━━━━━ STUDY MATERIAL

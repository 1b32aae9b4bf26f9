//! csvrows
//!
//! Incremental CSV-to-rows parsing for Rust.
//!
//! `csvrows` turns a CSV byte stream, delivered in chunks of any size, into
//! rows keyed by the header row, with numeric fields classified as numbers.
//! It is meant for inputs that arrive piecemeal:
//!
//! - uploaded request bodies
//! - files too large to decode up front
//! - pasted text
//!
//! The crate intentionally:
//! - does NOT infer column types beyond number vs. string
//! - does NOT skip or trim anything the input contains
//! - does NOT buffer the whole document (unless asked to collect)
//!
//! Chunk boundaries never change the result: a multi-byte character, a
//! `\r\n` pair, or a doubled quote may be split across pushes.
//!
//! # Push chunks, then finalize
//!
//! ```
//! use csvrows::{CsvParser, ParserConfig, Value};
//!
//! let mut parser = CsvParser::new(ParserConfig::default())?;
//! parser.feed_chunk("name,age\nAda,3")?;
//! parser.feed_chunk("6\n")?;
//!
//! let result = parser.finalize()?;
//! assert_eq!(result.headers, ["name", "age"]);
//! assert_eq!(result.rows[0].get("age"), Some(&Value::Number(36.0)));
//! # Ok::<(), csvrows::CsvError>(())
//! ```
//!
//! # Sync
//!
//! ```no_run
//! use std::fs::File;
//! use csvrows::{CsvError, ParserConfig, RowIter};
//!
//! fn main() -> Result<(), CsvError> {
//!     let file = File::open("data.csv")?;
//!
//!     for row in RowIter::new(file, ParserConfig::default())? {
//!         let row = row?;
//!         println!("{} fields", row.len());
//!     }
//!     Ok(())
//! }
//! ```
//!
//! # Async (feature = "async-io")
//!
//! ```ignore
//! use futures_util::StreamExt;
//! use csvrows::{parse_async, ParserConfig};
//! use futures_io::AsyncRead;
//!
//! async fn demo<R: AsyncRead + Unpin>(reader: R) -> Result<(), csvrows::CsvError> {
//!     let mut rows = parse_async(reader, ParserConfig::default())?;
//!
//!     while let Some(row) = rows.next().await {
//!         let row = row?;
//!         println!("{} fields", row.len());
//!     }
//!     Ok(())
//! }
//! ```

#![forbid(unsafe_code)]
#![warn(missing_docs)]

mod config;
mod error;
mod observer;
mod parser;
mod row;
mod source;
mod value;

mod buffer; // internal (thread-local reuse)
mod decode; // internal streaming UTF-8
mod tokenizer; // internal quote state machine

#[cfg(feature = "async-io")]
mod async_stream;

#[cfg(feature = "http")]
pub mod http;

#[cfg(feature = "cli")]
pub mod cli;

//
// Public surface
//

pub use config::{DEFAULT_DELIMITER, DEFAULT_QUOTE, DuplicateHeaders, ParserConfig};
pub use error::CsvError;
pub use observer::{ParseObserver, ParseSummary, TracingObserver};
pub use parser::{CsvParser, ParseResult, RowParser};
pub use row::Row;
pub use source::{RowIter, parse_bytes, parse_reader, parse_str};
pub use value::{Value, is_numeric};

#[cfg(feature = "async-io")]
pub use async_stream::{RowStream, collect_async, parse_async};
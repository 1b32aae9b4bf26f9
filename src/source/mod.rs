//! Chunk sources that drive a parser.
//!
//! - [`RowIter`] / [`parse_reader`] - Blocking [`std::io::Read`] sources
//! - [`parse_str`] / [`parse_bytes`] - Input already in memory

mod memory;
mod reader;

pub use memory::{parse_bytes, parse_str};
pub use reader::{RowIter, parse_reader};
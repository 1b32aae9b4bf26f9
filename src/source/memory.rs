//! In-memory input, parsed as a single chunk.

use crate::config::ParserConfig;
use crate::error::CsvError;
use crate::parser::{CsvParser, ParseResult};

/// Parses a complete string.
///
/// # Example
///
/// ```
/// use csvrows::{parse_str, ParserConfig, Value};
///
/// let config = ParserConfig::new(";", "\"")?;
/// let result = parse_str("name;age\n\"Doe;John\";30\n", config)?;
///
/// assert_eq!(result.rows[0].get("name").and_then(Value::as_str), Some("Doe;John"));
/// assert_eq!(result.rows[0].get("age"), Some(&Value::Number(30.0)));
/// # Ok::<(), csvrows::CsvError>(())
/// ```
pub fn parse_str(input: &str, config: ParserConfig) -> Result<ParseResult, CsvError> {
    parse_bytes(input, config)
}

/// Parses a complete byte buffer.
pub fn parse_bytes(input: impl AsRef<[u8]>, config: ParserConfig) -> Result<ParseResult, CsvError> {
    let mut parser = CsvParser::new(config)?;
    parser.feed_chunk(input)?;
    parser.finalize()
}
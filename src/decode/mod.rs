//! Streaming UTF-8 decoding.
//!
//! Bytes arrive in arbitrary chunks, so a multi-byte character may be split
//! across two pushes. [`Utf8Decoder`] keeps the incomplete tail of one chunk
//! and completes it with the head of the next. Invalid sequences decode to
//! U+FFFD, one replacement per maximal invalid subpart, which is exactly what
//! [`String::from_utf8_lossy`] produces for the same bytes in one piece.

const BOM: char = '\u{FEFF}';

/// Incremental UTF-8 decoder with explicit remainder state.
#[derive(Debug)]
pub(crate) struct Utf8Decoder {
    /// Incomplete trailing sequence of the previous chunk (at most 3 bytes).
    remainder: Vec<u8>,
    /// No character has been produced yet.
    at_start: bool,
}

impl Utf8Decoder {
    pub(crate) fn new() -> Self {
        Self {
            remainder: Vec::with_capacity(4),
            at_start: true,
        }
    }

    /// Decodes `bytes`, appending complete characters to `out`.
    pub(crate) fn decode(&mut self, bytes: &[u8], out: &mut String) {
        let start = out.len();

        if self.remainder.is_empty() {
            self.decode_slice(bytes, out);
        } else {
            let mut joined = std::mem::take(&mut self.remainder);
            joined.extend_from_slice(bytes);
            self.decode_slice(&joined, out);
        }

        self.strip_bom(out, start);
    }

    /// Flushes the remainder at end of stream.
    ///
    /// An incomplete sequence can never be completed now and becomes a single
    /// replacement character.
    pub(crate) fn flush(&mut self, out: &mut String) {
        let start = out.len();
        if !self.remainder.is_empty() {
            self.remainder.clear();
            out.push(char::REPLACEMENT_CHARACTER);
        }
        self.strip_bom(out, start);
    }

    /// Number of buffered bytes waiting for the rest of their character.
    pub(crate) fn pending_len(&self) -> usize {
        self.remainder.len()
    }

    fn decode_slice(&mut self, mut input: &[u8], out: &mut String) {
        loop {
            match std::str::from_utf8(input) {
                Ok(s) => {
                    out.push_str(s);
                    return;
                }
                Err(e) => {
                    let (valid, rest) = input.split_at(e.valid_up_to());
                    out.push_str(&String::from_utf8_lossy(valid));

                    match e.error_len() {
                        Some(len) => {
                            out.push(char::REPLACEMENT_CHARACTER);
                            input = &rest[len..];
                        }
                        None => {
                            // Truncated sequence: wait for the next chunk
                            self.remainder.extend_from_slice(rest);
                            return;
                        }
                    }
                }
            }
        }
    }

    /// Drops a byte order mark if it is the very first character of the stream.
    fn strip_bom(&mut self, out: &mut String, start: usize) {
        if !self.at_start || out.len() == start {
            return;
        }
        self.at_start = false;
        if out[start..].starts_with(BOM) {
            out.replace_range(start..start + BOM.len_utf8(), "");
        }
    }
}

━━━━━━━━━━

| WORK ORDER |
From the records above, please extract every line and repeat it exactly.

| ANSWER TO THIS EXERCISE |
repository 1b32aae9b4bf26f9
//! csvrows
//!
//! Incremental CSV-to-rows parsing for Rust.
//!
//! `csvrows` turns a CSV byte stream, delivered in chunks of any size, into
//! rows keyed by the header row, with numeric fields classified as numbers.
//! It is meant for inputs that arrive piecemeal:
//!
//! - uploaded request bodies
//! - files too large to decode up front
//! - pasted text
//!
//! The crate intentionally:
//! - does NOT infer column types beyond number vs. string
//! - does NOT skip or trim anything the input contains
//! - does NOT buffer the whole document (unless asked to collect)
//!
//! Chunk boundaries never change the result: a multi-byte character, a
//! `\r\n` pair, or a doubled quote may be split across pushes.
//!
//! # Push chunks, then finalize
//!
//! ```
//! use csvrows::{CsvParser, ParserConfig, Value};
//!
//! let mut parser = CsvParser::new(ParserConfig::default())?;
//! parser.feed_chunk("name,age\nAda,3")?;
//! parser.feed_chunk("6\n")?;
//!
//! let result = parser.finalize()?;
//! assert_eq!(result.headers, ["name", "age"]);
//! assert_eq!(result.rows[0].get("age"), Some(&Value::Number(36.0)));
//! # Ok::<(), csvrows::CsvError>(())
//! ```
//!
//! # Sync
//!
//! ```no_run
//! use std::fs::File;
//! use csvrows::{CsvError, ParserConfig, RowIter};
//!
//! fn main() -> Result<(), CsvError> {
//!     let file = File::open("data.csv")?;
//!
//!     for row in RowIter::new(file, ParserConfig::default())? {
//!         let row = row?;
//!         println!("{} fields", row.len());
//!     }
//!     Ok(())
//! }
//! ```
//!
//! # Async (feature = "async-io")
//!
//! ```ignore
//! use futures_util::StreamExt;
//! use csvrows::{parse_async, ParserConfig};
//! use futures_io::AsyncRead;
//!
//! async fn demo<R: AsyncRead + Unpin>(reader: R) -> Result<(), csvrows::CsvError> {
//!     let mut rows = parse_async(reader, ParserConfig::default())?;
//!
//!     while let Some(row) = rows.next().await {
//!         let row = row?;
//!         println!("{} fields", row.len());
//!     }
//!     Ok(())
//! }
//! ```

#![forbid(unsafe_code)]
#![warn(missing_docs)]

mod config;
mod error;
mod observer;
mod parser;
mod row;
mod source;
mod value;

mod buffer; // internal (thread-local reuse)
mod decode; // internal streaming UTF-8
mod tokenizer; // internal quote state machine

#[cfg(feature = "async-io")]
mod async_stream;

#[cfg(feature = "http")]
pub mod http;

#[cfg(feature = "cli")]
pub mod cli;

//
// Public surface
//

pub use config::{DEFAULT_DELIMITER, DEFAULT_QUOTE, DuplicateHeaders, ParserConfig};
pub use error::CsvError;
pub use observer::{ParseObserver, ParseSummary, TracingObserver};
pub use parser::{CsvParser, ParseResult, RowParser};
pub use row::Row;
pub use source::{RowIter, parse_bytes, parse_reader, parse_str};
pub use value::{Value, is_numeric};

#[cfg(feature = "async-io")]
pub use async_stream::{RowStream, collect_async, parse_async};
repository 1b32aae9b4bf26f9
filename src/source/mod.rs
//! Chunk sources that drive a parser.
//!
//! - [`RowIter`] / [`parse_reader`] - Blocking [`std::io::Read`] sources
//! - [`parse_str`] / [`parse_bytes`] - Input already in memory

mod memory;
mod reader;

pub use memory::{parse_bytes, parse_str};
pub use reader::{RowIter, parse_reader};
repository 1b32aae9b4bf26f9
filename src/source/memory.rs
//! In-memory input, parsed as a single chunk.

use crate::config::ParserConfig;
use crate::error::CsvError;
use crate::parser::{CsvParser, ParseResult};

/// Parses a complete string.
///
/// # Example
///
/// ```
/// use csvrows::{parse_str, ParserConfig, Value};
///
/// let config = ParserConfig::new(";", "\"")?;
/// let result = parse_str("name;age\n\"Doe;John\";30\n", config)?;
///
/// assert_eq!(result.rows[0].get("name").and_then(Value::as_str), Some("Doe;John"));
/// assert_eq!(result.rows[0].get("age"), Some(&Value::Number(30.0)));
/// # Ok::<(), csvrows::CsvError>(())
/// ```
pub fn parse_str(input: &str, config: ParserConfig) -> Result<ParseResult, CsvError> {
    parse_bytes(input, config)
}

/// Parses a complete byte buffer.
pub fn parse_bytes(input: impl AsRef<[u8]>, config: ParserConfig) -> Result<ParseResult, CsvError> {
    let mut parser = CsvParser::new(config)?;
    parser.feed_chunk(input)?;
    parser.finalize()
}
filename src/decode/mod.rs
//! Streaming UTF-8 decoding.
//!
//! Bytes arrive in arbitrary chunks, so a multi-byte character may be split
//! across two pushes. [`Utf8Decoder`] keeps the incomplete tail of one chunk
//! and completes it with the head of the next. Invalid sequences decode to
//! U+FFFD, one replacement per maximal invalid subpart, which is exactly what
//! [`String::from_utf8_lossy`] produces for the same bytes in one piece.

const BOM: char = '\u{FEFF}';

/// Incremental UTF-8 decoder with explicit remainder state.
#[derive(Debug)]
pub(crate) struct Utf8Decoder {
    /// Incomplete trailing sequence of the previous chunk (at most 3 bytes).
    remainder: Vec<u8>,
    /// No character has been produced yet.
    at_start: bool,
}

impl Utf8Decoder {
    pub(crate) fn new() -> Self {
        Self {
            remainder: Vec::with_capacity(4),
            at_start: true,
        }
    }

    /// Decodes `bytes`, appending complete characters to `out`.
    pub(crate) fn decode(&mut self, bytes: &[u8], out: &mut String) {
        let start = out.len();

        if self.remainder.is_empty() {
            self.decode_slice(bytes, out);
        } else {
            let mut joined = std::mem::take(&mut self.remainder);
            joined.extend_from_slice(bytes);
            self.decode_slice(&joined, out);
        }

        self.strip_bom(out, start);
    }

    /// Flushes the remainder at end of stream.
    ///
    /// An incomplete sequence can never be completed now and becomes a single
    /// replacement character.
    pub(crate) fn flush(&mut self, out: &mut String) {
        let start = out.len();
        if !self.remainder.is_empty() {
            self.remainder.clear();
            out.push(char::REPLACEMENT_CHARACTER);
        }
        self.strip_bom(out, start);
    }

    /// Number of buffered bytes waiting for the rest of their character.
    pub(crate) fn pending_len(&self) -> usize {
        self.remainder.len()
    }

    fn decode_slice(&mut self, mut input: &[u8], out: &mut String) {
        loop {
            match std::str::from_utf8(input) {
                Ok(s) => {
                    out.push_str(s);
                    return;
                }
                Err(e) => {
                    let (valid, rest) = input.split_at(e.valid_up_to());
                    out.push_str(&String::from_utf8_lossy(valid));

                    match e.error_len() {
                        Some(len) => {
                            out.push(char::REPLACEMENT_CHARACTER);
                            input = &rest[len..];
                        }
                        None => {
                            // Truncated sequence: wait for the next chunk
                            self.remainder.extend_from_slice(rest);
                            return;
                        }
                    }
                }
            }
        }
    }

    /// Drops a byte order mark if it is the very first character of the stream.
    fn strip_bom(&mut self, out: &mut String, start: usize) {
        if !self.at_start || out.len() == start {
            return;
        }
        self.at_start = false;
        if out[start..].starts_with(BOM) {
            out.replace_range(start..start + BOM.len_utf8(), "");
        }
    }
}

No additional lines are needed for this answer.